Saved data entries:
━━━━━━━━━━━━━━━━
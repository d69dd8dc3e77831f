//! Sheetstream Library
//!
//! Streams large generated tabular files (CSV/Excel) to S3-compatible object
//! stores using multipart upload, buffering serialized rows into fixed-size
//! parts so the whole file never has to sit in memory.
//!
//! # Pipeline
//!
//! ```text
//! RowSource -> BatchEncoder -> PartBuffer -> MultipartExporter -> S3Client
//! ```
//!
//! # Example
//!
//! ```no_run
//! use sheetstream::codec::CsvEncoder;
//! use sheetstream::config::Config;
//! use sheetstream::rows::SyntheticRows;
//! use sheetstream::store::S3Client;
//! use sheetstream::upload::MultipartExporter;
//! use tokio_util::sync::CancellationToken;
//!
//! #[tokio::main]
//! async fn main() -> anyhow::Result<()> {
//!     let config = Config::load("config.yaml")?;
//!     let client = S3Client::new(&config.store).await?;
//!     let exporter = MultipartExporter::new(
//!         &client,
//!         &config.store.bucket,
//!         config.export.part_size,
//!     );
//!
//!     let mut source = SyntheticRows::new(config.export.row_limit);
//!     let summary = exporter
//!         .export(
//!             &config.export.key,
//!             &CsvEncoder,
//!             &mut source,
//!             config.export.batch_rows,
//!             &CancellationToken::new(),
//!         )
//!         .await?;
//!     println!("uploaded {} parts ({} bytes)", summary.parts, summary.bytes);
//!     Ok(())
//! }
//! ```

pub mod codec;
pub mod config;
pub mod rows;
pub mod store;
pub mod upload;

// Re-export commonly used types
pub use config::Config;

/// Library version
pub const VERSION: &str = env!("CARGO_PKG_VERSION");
━━━━━━━━━━━━━━━━
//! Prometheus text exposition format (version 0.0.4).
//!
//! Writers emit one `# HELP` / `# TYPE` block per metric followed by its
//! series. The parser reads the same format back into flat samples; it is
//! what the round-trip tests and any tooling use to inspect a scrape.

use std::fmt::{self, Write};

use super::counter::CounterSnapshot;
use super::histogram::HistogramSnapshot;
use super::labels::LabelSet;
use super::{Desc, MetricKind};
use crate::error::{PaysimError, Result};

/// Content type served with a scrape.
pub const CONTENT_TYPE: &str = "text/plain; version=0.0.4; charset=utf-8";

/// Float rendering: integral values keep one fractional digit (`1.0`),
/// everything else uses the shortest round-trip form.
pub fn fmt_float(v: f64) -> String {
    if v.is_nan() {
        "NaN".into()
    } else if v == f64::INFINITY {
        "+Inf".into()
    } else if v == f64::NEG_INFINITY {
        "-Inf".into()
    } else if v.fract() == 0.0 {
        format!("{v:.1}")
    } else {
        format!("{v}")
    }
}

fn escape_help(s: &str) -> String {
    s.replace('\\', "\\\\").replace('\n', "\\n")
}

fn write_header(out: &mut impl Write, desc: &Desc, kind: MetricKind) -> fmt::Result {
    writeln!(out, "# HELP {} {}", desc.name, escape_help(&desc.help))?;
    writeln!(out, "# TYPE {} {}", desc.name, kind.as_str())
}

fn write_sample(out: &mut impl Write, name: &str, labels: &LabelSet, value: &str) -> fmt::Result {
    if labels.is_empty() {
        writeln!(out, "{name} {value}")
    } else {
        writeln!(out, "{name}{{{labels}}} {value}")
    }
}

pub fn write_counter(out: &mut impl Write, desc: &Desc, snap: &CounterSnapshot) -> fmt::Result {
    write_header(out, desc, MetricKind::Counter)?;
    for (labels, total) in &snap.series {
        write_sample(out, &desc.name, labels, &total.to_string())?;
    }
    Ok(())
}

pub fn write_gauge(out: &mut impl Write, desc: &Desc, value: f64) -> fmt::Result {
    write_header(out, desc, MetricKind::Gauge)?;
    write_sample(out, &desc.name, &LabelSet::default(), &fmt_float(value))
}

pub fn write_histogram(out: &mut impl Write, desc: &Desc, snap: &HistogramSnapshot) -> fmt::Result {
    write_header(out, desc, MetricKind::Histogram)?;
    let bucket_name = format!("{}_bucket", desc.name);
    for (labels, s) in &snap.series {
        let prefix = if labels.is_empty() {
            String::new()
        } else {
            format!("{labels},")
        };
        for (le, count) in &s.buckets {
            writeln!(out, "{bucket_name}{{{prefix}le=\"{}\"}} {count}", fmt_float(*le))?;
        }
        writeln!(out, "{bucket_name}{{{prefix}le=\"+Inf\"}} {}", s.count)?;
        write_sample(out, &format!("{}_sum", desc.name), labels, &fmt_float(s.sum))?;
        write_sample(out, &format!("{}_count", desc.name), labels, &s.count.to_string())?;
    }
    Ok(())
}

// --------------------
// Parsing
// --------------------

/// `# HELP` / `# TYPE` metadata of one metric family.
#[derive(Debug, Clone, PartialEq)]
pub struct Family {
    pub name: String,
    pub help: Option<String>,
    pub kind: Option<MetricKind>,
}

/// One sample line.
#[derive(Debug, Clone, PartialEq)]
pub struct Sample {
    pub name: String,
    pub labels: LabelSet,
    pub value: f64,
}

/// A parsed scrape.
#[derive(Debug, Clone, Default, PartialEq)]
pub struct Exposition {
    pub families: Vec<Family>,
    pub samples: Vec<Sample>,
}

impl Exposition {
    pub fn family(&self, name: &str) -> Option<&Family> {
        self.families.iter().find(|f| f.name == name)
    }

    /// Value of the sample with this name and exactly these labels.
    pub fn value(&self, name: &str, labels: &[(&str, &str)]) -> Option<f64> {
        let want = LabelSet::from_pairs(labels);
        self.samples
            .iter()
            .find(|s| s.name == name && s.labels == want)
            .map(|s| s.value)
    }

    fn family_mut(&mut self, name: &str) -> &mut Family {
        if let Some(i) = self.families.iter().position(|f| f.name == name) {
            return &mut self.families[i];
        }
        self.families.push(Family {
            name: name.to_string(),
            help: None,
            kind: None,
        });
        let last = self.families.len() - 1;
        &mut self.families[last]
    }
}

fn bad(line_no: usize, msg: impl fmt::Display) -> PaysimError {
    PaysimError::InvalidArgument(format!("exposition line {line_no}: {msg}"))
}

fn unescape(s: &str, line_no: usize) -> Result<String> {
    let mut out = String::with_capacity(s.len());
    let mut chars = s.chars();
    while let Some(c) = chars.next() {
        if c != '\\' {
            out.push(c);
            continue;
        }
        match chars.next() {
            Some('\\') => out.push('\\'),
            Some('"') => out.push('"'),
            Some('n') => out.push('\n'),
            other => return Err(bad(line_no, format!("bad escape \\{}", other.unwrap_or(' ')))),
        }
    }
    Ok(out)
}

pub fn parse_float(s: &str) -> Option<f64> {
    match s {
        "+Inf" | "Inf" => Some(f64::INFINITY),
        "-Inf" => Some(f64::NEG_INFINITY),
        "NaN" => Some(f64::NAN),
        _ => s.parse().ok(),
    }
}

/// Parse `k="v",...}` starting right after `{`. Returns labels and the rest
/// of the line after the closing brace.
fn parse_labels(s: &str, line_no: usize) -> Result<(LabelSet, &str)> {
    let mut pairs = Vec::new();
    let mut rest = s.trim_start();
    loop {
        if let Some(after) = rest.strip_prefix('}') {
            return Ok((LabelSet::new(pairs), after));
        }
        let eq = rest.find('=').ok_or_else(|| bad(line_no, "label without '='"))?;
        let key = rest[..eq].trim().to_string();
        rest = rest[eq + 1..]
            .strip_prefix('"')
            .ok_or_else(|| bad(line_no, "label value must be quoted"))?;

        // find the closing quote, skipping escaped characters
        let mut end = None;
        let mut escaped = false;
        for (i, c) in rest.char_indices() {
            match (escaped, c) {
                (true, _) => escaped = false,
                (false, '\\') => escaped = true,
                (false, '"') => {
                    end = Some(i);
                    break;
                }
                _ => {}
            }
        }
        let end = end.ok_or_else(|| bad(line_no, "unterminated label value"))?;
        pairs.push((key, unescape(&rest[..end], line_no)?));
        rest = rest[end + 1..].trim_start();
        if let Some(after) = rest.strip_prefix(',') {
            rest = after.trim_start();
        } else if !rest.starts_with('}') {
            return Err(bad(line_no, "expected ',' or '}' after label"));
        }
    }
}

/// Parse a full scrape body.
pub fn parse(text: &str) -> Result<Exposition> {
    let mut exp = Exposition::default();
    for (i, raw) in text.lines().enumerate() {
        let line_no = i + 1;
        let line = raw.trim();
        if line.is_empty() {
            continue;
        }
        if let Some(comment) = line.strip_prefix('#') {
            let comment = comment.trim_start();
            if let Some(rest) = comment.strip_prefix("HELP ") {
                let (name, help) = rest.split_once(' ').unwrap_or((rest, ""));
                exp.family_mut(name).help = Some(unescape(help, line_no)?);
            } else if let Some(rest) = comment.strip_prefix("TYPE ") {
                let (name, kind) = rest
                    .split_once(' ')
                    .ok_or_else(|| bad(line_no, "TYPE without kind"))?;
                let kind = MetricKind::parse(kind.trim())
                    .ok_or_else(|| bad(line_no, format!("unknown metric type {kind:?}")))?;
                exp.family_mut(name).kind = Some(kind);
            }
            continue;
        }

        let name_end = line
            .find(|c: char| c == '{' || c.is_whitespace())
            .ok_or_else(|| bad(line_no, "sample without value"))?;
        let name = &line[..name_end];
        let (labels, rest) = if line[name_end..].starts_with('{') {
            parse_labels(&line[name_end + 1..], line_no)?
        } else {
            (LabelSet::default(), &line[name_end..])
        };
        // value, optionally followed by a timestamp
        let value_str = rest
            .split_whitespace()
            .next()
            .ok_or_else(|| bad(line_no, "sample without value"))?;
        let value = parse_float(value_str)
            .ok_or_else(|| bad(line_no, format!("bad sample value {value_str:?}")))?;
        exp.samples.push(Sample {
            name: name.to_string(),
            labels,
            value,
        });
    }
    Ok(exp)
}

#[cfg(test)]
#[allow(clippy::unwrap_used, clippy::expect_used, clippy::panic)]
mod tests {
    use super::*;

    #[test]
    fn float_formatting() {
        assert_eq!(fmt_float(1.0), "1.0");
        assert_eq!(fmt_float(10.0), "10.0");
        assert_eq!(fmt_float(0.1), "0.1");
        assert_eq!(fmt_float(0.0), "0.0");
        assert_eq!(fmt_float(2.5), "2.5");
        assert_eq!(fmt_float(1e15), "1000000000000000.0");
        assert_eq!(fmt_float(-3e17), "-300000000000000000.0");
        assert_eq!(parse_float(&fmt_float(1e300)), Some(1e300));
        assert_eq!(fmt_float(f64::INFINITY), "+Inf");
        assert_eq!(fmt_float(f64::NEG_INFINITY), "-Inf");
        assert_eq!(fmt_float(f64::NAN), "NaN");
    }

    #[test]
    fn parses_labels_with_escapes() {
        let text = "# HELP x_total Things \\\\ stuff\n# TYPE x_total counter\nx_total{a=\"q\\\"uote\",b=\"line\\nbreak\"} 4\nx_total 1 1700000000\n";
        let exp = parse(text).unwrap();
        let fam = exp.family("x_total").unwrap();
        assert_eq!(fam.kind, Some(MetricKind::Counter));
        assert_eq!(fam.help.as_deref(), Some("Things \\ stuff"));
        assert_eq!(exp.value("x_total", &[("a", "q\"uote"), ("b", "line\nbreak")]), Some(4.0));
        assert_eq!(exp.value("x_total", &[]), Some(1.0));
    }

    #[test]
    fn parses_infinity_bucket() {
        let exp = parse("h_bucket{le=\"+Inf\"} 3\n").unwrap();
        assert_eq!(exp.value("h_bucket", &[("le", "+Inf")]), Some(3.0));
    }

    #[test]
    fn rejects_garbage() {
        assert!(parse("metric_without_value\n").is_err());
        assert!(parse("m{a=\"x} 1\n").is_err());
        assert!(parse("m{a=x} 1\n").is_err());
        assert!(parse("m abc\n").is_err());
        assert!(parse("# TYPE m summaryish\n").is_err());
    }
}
━━━━━━━━━━━━━━━━
## WHAT YOU WILL DO
For the word "LabelSet", find every line in the data that holds it and copy that line.

## TASK SOLUTION
use super::labels::LabelSet;
fn write_sample(out: &mut impl Write, name: &str, labels: &LabelSet, value: &str) -> fmt::Result {
    write_sample(out, &desc.name, &LabelSet::default(), &fmt_float(value))
    pub labels: LabelSet,
        let want = LabelSet::from_pairs(labels);
fn parse_labels(s: &str, line_no: usize) -> Result<(LabelSet, &str)> {
            return Ok((LabelSet::new(pairs), after));
            (LabelSet::default(), &line[name_end..])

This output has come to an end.